In the following account, which was printed in the February edition of Eliakim Littell’s ‘Museum of Foreign Literature, Science and Art’, the dynamic spectacle of the Falkirk Tryst in 1838 is described in considerable detail, and is worth repeating at length to set the scene, as presumably Crieff would have been much the same:
‘The scene seen from horseback, from a cart, or some erection, is particularly imposing. All is animation, business, bustle, and activity. Servants running about shouting to the cattle, keeping them together in their particular lots, and ever and anon cudgels are at work upon the horns and rumps of the restless animals that attempt to wander in search of grass or water. The cattle dealers of all descriptions, chiefly on horseback, are scouring the field in search of the lots they require. The Scottish drovers are, for the most part, mounted on small, shaggy, spirited ponies, that are obviously quite at home among the cattle; and they carry their riders through the throngest groups with astonishing celerity … A good deal of haggling takes place; and, when the parties come to an agreement, the purchaser claps a penny of arles into the hand of the stockholder, observing at the same time “It’s a bargain.” Tar dishes are then got, and the purchaser’s mark being put upon the cattle, they are driven from the field. Besides numbers of shows, from 60 to 70 tents are erected along the field, for selling spirits and provisions … Many kindle fires at the end of their tents, over which cooking is briskly carried on. Broth is made in considerable quantities, and meets a ready sale. As most of the purchasers are paid in these tents they are constantly filled and surrounded with a mixed multitude of cattle dealers, fishers, drovers, auctioneers, pedlars, jugglers, gamblers, itinerant fruit merchants, ballad singers and beggars. What an indescribable clamour prevails in most of these party-coloured abodes! Far in the afternoon, when frequent calls have elevated the spirits and stimulated the colloquial powers of the visitors, a person hears an uncouth Cumberland jargon, and the prevailing Gaelic, along with the innumerable provincial dialects, in their genuine purity, mingled in one astounding roar. All seem inclined to speak; and raising their voices to command attention, the whole of the orators are consequently obliged to bellow as loud as they can possibly roar. When the cattle dealers are in the way of their business, their conversation is full of animation, and their technical phrases are generally appropriate and highly amusing.’

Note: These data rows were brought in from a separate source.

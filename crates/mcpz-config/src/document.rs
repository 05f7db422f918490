use mcpz_core::{McpzError, McpzResult, ServerSpec};
use serde::{Deserialize, Serialize};
use std::collections::BTreeMap;

/// Schema version written by this build.
pub const CURRENT_CONFIG_VERSION: u32 = 3;

/// How a plugin was installed.
#[derive(Debug, Clone, Copy, Default, PartialEq, Eq, Serialize, Deserialize)]
#[serde(rename_all = "lowercase")]
pub enum PluginOrigin {
    /// Installed globally through npm.
    #[default]
    Npm,
    /// Read from a manifest in the local plugins directory.
    Local,
}

/// Persisted state of an installed plugin.
#[derive(Debug, Clone, PartialEq, Eq, Serialize, Deserialize)]
pub struct PluginRecord {
    /// Disabled plugins keep their record but contribute no servers.
    pub enabled: bool,
    /// Installed version.
    #[serde(default)]
    pub version: String,
    /// Where the plugin was found.
    #[serde(default)]
    pub origin: PluginOrigin,
    /// Names of the servers the plugin contributes.
    #[serde(default)]
    pub servers: Vec<String>,
}

/// Persisted state of an installed skill.
#[derive(Debug, Clone, PartialEq, Eq, Serialize, Deserialize)]
pub struct SkillRecord {
    /// Disabled skills keep their record but contribute no tools.
    pub enabled: bool,
    /// Installed version.
    #[serde(default)]
    pub version: String,
    /// Names of the tools the skill contributes.
    #[serde(default, skip_serializing_if = "Vec::is_empty")]
    pub tools: Vec<String>,
}

/// The root config aggregate. Only ever read and written as a whole.
#[derive(Debug, Clone, PartialEq, Serialize, Deserialize)]
#[serde(rename_all = "camelCase")]
pub struct ConfigDocument {
    /// Schema version; always the current one after loading.
    pub config_version: u32,
    /// Builtin servers, in the order they were added.
    #[serde(default)]
    pub servers: Vec<ServerSpec>,
    /// Toolbox name to ordered member server names.
    #[serde(default)]
    pub toolboxes: BTreeMap<String, Vec<String>>,
    /// Plugin id to plugin state.
    #[serde(default)]
    pub plugins: BTreeMap<String, PluginRecord>,
    /// Skill id to skill state.
    #[serde(default)]
    pub skills: BTreeMap<String, SkillRecord>,
}

impl Default for ConfigDocument {
    fn default() -> Self {
        Self {
            config_version: CURRENT_CONFIG_VERSION,
            servers: Vec::new(),
            toolboxes: BTreeMap::new(),
            plugins: BTreeMap::new(),
            skills: BTreeMap::new(),
        }
    }
}

impl ConfigDocument {
    /// Parse a raw JSON document of any supported version: migrate it forward,
    /// deserialize it and validate it.
    pub fn from_value(raw: &serde_json::Value) -> McpzResult<Self> {
        let migrated = crate::migrate::migrate(raw)?;
        let doc: Self = serde_json::from_value(migrated)
            .map_err(|e| McpzError::ConfigCorrupt(format!("schema mismatch: {e}")))?;
        crate::validate::validate(&doc)?;
        Ok(doc)
    }

    /// Look up a builtin server by name.
    pub fn server(&self, name: &str) -> Option<&ServerSpec> {
        self.servers.iter().find(|s| s.name == name)
    }

    /// Members of a toolbox, in order.
    pub fn toolbox(&self, name: &str) -> Option<&[String]> {
        self.toolboxes.get(name).map(Vec::as_slice)
    }

    /// Add a builtin server. Fails if the name is taken.
    pub fn add_server(&mut self, spec: ServerSpec) -> McpzResult<()> {
        if spec.name.trim().is_empty() {
            return Err(McpzError::Config("server name must not be empty".into()));
        }
        if self.server(&spec.name).is_some() {
            return Err(McpzError::Config(format!(
                "server '{}' already exists",
                spec.name
            )));
        }
        self.servers.push(spec);
        Ok(())
    }

    /// Remove a builtin server. Returns the toolboxes that still reference it;
    /// those toolboxes fail to expand until the member is removed or re-added.
    pub fn remove_server(&mut self, name: &str) -> McpzResult<Vec<String>> {
        let before = self.servers.len();
        self.servers.retain(|s| s.name != name);
        if self.servers.len() == before {
            return Err(McpzError::UnknownServer(name.to_string()));
        }
        Ok(self
            .toolboxes
            .iter()
            .filter(|(_, members)| members.iter().any(|m| m == name))
            .map(|(toolbox, _)| toolbox.clone())
            .collect())
    }

    /// Create a toolbox. Members need not exist yet.
    pub fn create_toolbox(&mut self, name: &str, members: Vec<String>) -> McpzResult<()> {
        if name.trim().is_empty() {
            return Err(McpzError::Config("toolbox name must not be empty".into()));
        }
        if self.toolboxes.contains_key(name) {
            return Err(McpzError::Config(format!("toolbox '{name}' already exists")));
        }
        let mut unique = Vec::with_capacity(members.len());
        for member in members {
            if !unique.contains(&member) {
                unique.push(member);
            }
        }
        self.toolboxes.insert(name.to_string(), unique);
        Ok(())
    }

    /// Delete a toolbox. Its member servers are untouched.
    pub fn delete_toolbox(&mut self, name: &str) -> McpzResult<()> {
        self.toolboxes
            .remove(name)
            .map(|_| ())
            .ok_or_else(|| McpzError::UnknownToolbox(name.to_string()))
    }

    /// Append a member to a toolbox. Adding an existing member is a no-op.
    pub fn add_to_toolbox(&mut self, toolbox: &str, server: &str) -> McpzResult<()> {
        let members = self
            .toolboxes
            .get_mut(toolbox)
            .ok_or_else(|| McpzError::UnknownToolbox(toolbox.to_string()))?;
        if !members.iter().any(|m| m == server) {
            members.push(server.to_string());
        }
        Ok(())
    }

    /// Remove a member from a toolbox.
    pub fn remove_from_toolbox(&mut self, toolbox: &str, server: &str) -> McpzResult<()> {
        let members = self
            .toolboxes
            .get_mut(toolbox)
            .ok_or_else(|| McpzError::UnknownToolbox(toolbox.to_string()))?;
        let before = members.len();
        members.retain(|m| m != server);
        if members.len() == before {
            return Err(McpzError::UnknownServer(server.to_string()));
        }
        Ok(())
    }

    /// Enable or disable an installed plugin.
    pub fn set_plugin_enabled(&mut self, id: &str, enabled: bool) -> McpzResult<()> {
        let record = self
            .plugins
            .get_mut(id)
            .ok_or_else(|| McpzError::Config(format!("plugin '{id}' is not installed")))?;
        record.enabled = enabled;
        Ok(())
    }

    /// Enable or disable an installed skill.
    pub fn set_skill_enabled(&mut self, id: &str, enabled: bool) -> McpzResult<()> {
        let record = self
            .skills
            .get_mut(id)
            .ok_or_else(|| McpzError::Config(format!("skill '{id}' is not installed")))?;
        record.enabled = enabled;
        Ok(())
    }
}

In his account from 1723 of ‘A Journey Through Scotland’, John Macky visited Crieff and tells of there being ‘at least 30,000 cattle sold there, most of them to English Drovers; who paid down above 30,000 Guineas in ready money to the Highlanders; a Sum they had never seen before, and proves one good effect of the Union.’

In many cases payment for the cattle at the market would be in bills rather than cash. When James Boswell and Samuel Johnson visited Skye in 1772, they found that the rents due to the Lairds were paid in drovers’ bills. A system of finance based largely on bills of exchange seems to have been general throughout the Highlands at that time. Many of these Highland bills were made payable at Crieff, for during the first half of the 18th century Crieff cattle market was probably the greatest centre of money circulation in the country. Considerable sums, however, also changed hands in the form of gold as Macky described in his account, and an entry in the Minute Book of the Royal Bank of Scotland in 1730 shows that tellers were that year sent from Edinburgh to Crieff with £3,000 in notes to put into circulation, in return for cash.

Horses were sold too and apparently in some parts of the Highlands, the horses were taught English as well as Gaelic so that if they were sold to the Lowlands they could understand the commands of their new Masters. About 1790 the price of Highland ponies was between £4 and £6.

The Earl of Perth also benefitted from the tolls and fair dues he exacted. In 1734 the receipts from fair dues were £600 Scots, £67 sterling, with the maximum figure recorded, being £83 in 1755. Even in 1763, in the early years of its decline, this Fair still accounted for over 80% of the tolls collected in that year.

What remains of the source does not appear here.